First evidence that Ecklonia cava-derived dieckol attenuates MCF-7 human breast carcinoma cell migration.

We investigated the effect of Ecklonia cava (E. cava)-derived dieckol on movement behavior and the expression of migration-related genes in MCF-7 human breast cancer cell. Phlorotannins (e.g., dieckol, 6,6'-biecko, and 2,7″-phloroglucinol-6,6'-bieckol) were purified from E. cava by using centrifugal partition chromatography. Among the phlorotannins, we found that dieckol inhibited breast cancer cell the most and was selected for further study. Radius™-well was used to assess cell migration, and dieckol (1-100 µM) was found to suppress breast cancer cell movement.

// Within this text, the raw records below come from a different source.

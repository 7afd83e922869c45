/// Continuous linear mapping from a value domain to a pixel range.
#[derive(Debug, Clone, Copy, PartialEq)]
pub struct LinearScale {
    domain: (f64, f64),
    range: (f64, f64),
}

impl LinearScale {
    pub fn new(domain: (f64, f64), range: (f64, f64)) -> Self {
        Self { domain, range }
    }

    pub fn apply(&self, value: f64) -> f64 {
        let (d0, d1) = self.domain;
        let (r0, r1) = self.range;
        if d1 == d0 {
            return r0;
        }
        r0 + (value - d0) / (d1 - d0) * (r1 - r0)
    }

    /// Evenly spaced "nice" tick values covering the domain, stepping by 1, 2 or 5 times a power
    /// of ten. Steps never go below 1 since every charted value is a whole count.
    /// `count` is a hint and may be fractional.
    pub fn ticks(&self, count: f64) -> Vec<f64> {
        let (start, stop) = self.domain;
        if stop.is_nan() || stop <= start {
            return vec![start];
        }
        let step = tick_step(start, stop, count.max(1.0)).max(1.0);
        let first = (start / step).ceil() as i64;
        let last = (stop / step).floor() as i64;
        (first..=last).map(|i| i as f64 * step).collect()
    }
}

fn tick_step(start: f64, stop: f64, count: f64) -> f64 {
    let raw = (stop - start) / count;
    let base = 10f64.powf(raw.log10().floor());
    let error = raw / base;
    let factor = if error >= 50f64.sqrt() {
        10.0
    } else if error >= 10f64.sqrt() {
        5.0
    } else if error >= 2f64.sqrt() {
        2.0
    } else {
        1.0
    };
    factor * base
}

/// Discrete bands for `0..count` with equal inner and outer padding, snapped to whole pixels.
#[derive(Debug, Clone, Copy, PartialEq)]
pub struct BandScale {
    count: usize,
    start: f64,
    step: f64,
    bandwidth: f64,
}

impl BandScale {
    pub fn new(count: usize, range: (f64, f64), padding: f64) -> Self {
        let n = count.max(1) as f64;
        let (r0, r1) = range;
        let step = ((r1 - r0) / (n - padding + padding * 2.0).max(1.0)).floor();
        let start = (r0 + (r1 - r0 - step * (n - padding)) * 0.5).round();
        let bandwidth = (step * (1.0 - padding)).round();
        Self {
            count: count.max(1),
            start,
            step,
            bandwidth,
        }
    }

    /// Top edge of band `index`. Indices past the last band share the last band.
    pub fn apply(&self, index: usize) -> f64 {
        self.start + self.step * index.min(self.count - 1) as f64
    }

    pub fn bandwidth(&self) -> f64 {
        self.bandwidth
    }
}

#[cfg(test)]
mod tests {
    use super::*;

    #[test]
    fn linear_maps_domain_onto_range() {
        let x = LinearScale::new((0.0, 10.0), (0.0, 100.0));
        assert_eq!(x.apply(0.0), 0.0);
        assert_eq!(x.apply(5.0), 50.0);
        assert_eq!(x.apply(10.0), 100.0);
    }

    #[test]
    fn degenerate_domain_maps_to_range_start() {
        let x = LinearScale::new((3.0, 3.0), (10.0, 20.0));
        assert_eq!(x.apply(3.0), 10.0);
        assert_eq!(x.ticks(4.0), vec![3.0]);
    }

    #[test]
    fn ticks_use_nice_steps() {
        let x = LinearScale::new((0.0, 100.0), (0.0, 1.0));
        assert_eq!(x.ticks(4.0), vec![0.0, 20.0, 40.0, 60.0, 80.0, 100.0]);

        let x = LinearScale::new((0.0, 1234.0), (0.0, 1.0));
        assert_eq!(
            x.ticks(4.0),
            vec![0.0, 200.0, 400.0, 600.0, 800.0, 1000.0, 1200.0]
        );
    }

    #[test]
    fn fractional_tick_counts_are_not_truncated() {
        let x = LinearScale::new((0.0, 13.0), (0.0, 1.0));
        assert_eq!(
            x.ticks(695.0 / 160.0),
            vec![0.0, 2.0, 4.0, 6.0, 8.0, 10.0, 12.0]
        );
        assert_eq!(x.ticks(4.0), vec![0.0, 5.0, 10.0]);
    }

    #[test]
    fn ticks_stay_whole_for_small_domains() {
        let x = LinearScale::new((0.0, 2.0), (0.0, 1.0));
        assert_eq!(x.ticks(4.0), vec![0.0, 1.0, 2.0]);
    }

    #[test]
    fn bands_are_centered_and_rounded() {
        let y = BandScale::new(3, (0.0, 100.0), 0.0);
        assert_eq!(y.apply(0), 1.0);
        assert_eq!(y.apply(1), 34.0);
        assert_eq!(y.bandwidth(), 33.0);

        let y = BandScale::new(4, (0.0, 420.0), 0.5);
        assert_eq!(y.apply(0), 47.0);
        assert_eq!(y.apply(1), 140.0);
        assert_eq!(y.bandwidth(), 47.0);
    }

    #[test]
    fn indices_past_the_end_share_the_last_band() {
        let y = BandScale::new(3, (0.0, 100.0), 0.0);
        assert_eq!(y.apply(5), y.apply(2));
    }
}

Metastasis-related gene expressions were evaluated by RT-PCR and Western blot analysis. In addition, dieckol inhibited the expression of migration-related genes such as matrix metalloproteinase (MMP)-9 and vascular endothelial growth factor (VEGF). On the other hand, it stimulated the expression of tissue inhibitor of metalloproteinase (TIMP)-1 and TIMP-2. These results suggest that dieckol exerts anti-breast cancer activity via the regulation of the expressions of metastasis-related genes, and this is the first report on the anti-breast cancer effect of dieckol.